I am reading the book Topics in Advanced Quantum Mechanics by Holstein. In Chapter 3, section 3 he discusses the Aharonov-Bohm effect, but before doing so he discusses the ordinary double slit experiment. This book is based on the path integral approach and what he does is as follows: First we assume that the two slits are the same distance $d_0$ from the particle source (located at $x_i$), and that the first slit, at a point $x_1$, is a distance $d_1$ from the detection point and the second slit at $x_2$ is a distance $d_2$ from the detection point, call it $x_f$. Now the action for the classical particle is simply the free particle action $S = \int_0^{t_f}dt\frac 12 m \dot x^2$. Holstein then states, that assuming that the classical path is dominant, the contribution to the path integral from the path through slit 1 is $$\exp(i\int_0^{t_f}dt\frac 12 m \dot x^2)\approx \exp(i\frac{2\pi d_0}{\lambda}+i\frac {2\pi d_1}{\lambda}),\tag{3.3}$$ and similarly for the path through slit 2, just replacing $d_1$ with $d_2$, and where $\lambda$ is the de Broglie wavelength.

My question is, how is this derived? Holstein simply states it, offering virtually no justification. I understand how, using this formula, one can derive the diffraction pattern for the double slit experiment, but I don't understand how this formula is derived.

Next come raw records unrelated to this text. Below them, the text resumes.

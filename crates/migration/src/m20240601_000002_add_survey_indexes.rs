use sea_orm_migration::prelude::*;

#[derive(DeriveMigrationName)]
pub struct Migration;

#[async_trait::async_trait]
impl MigrationTrait for Migration {
    async fn up(&self, manager: &SchemaManager) -> Result<(), DbErr> {
        // Every read/update/delete filters by owner
        manager
            .create_index(
                Index::create()
                    .if_not_exists()
                    .name("idx_survey_surveyor_email")
                    .table(Survey::Table)
                    .col(Survey::SurveyorEmail)
                    .to_owned(),
            )
            .await
    }

    async fn down(&self, manager: &SchemaManager) -> Result<(), DbErr> {
        manager
            .drop_index(Index::drop().name("idx_survey_surveyor_email").table(Survey::Table).to_owned())
            .await
    }
}

#[derive(DeriveIden)]
enum Survey { Table, SurveyorEmail }
pub mod types;
pub mod utils;
pub mod env;

#[cfg(test)]
mod tests {
    use super::*;

    #[test]
    fn health_type_ok() {
        let h = types::Health { status: "ok" };
        assert_eq!(h.status, "ok");
    }
}
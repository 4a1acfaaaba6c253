use models::errors::ModelError;
use thiserror::Error;

#[derive(Debug, Error)]
pub enum ServiceError {
    #[error("validation error: {0}")]
    Validation(String),
    #[error("not found: {0}")]
    NotFound(String),
    #[error("storage error: {0}")]
    Storage(String),
}

impl ServiceError {
    pub fn not_found(entity: &str) -> Self { Self::NotFound(format!("{} not found", entity)) }

    pub fn missing_field(field: &str) -> Self { Self::Validation(format!("{} is required", field)) }
}

impl From<ModelError> for ServiceError {
    fn from(e: ModelError) -> Self {
        match e {
            ModelError::Validation(msg) => ServiceError::Validation(msg),
            ModelError::Db(msg) => ServiceError::Storage(msg),
        }
    }
}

Edit: $\hbar =1$ throughout.

Answer 1

Let's focus on the path from the source to the slits. Assuming that the particle's speed $v$ is constant, the phase accrued is $\phi = \frac{m v^2 t}{2\hbar} = \frac{p d_0}{2\hbar}$, where we used $d = v t$ and $p = mv$ (Note that I have added an $\hbar=h/2\pi$ to the denominator. This factor should also be in the denominator of your exponential).

Since the de Broglie wavelength is given by $\lambda = h/p$, the phase $\phi$ can be rewritten as $\phi = \pi d_0/ \lambda$. Note that this is off by a factor of 2 from what we expect from your result. I'm not sure where I could have dropped a factor of 2 in the above derivation. It may be that for Holstein's purposes, this factor is inconsequential, so he ignored it.

Answer 2

1. It seems Holstein is conflating their set-ups/sources. Before eq. (3.3) Holstein talks about a single particle time-dependent picture using classical action $$S~=~\frac{m}{\color{red}{2}}\frac{d^2}{t}~=~\frac{pd}{\color{red}{2}},\qquad p~=~\hbar k;$$ and afterwards a time-independent plane wave picture, where only the position-part of the phase $$\phi~=~k d, \qquad k~=~\frac{2\pi}{\lambda},$$ matters. The LHS of eq. (3.3) is written in the former action formulation, while the RHS of eq. (3.3) refers to the latter spatial phase formulation, i.e. the equality does not hold.

2. Compare e.g. Holstein's result $$ I(\theta)~=~4I_0\cos^2\frac{\Delta\phi}{2} ~=~4I_0\cos^2\left( \pi\delta \frac{\sin\theta}{\lambda}\right) \tag{3.10} $$ for the double slit experiment. Eq. (3.10) is clearly in the latter picture.

References:

1. B.R. Holstein, Topics in Advanced Quantum Mechanics, 1991; p. 112 eq. (3.3).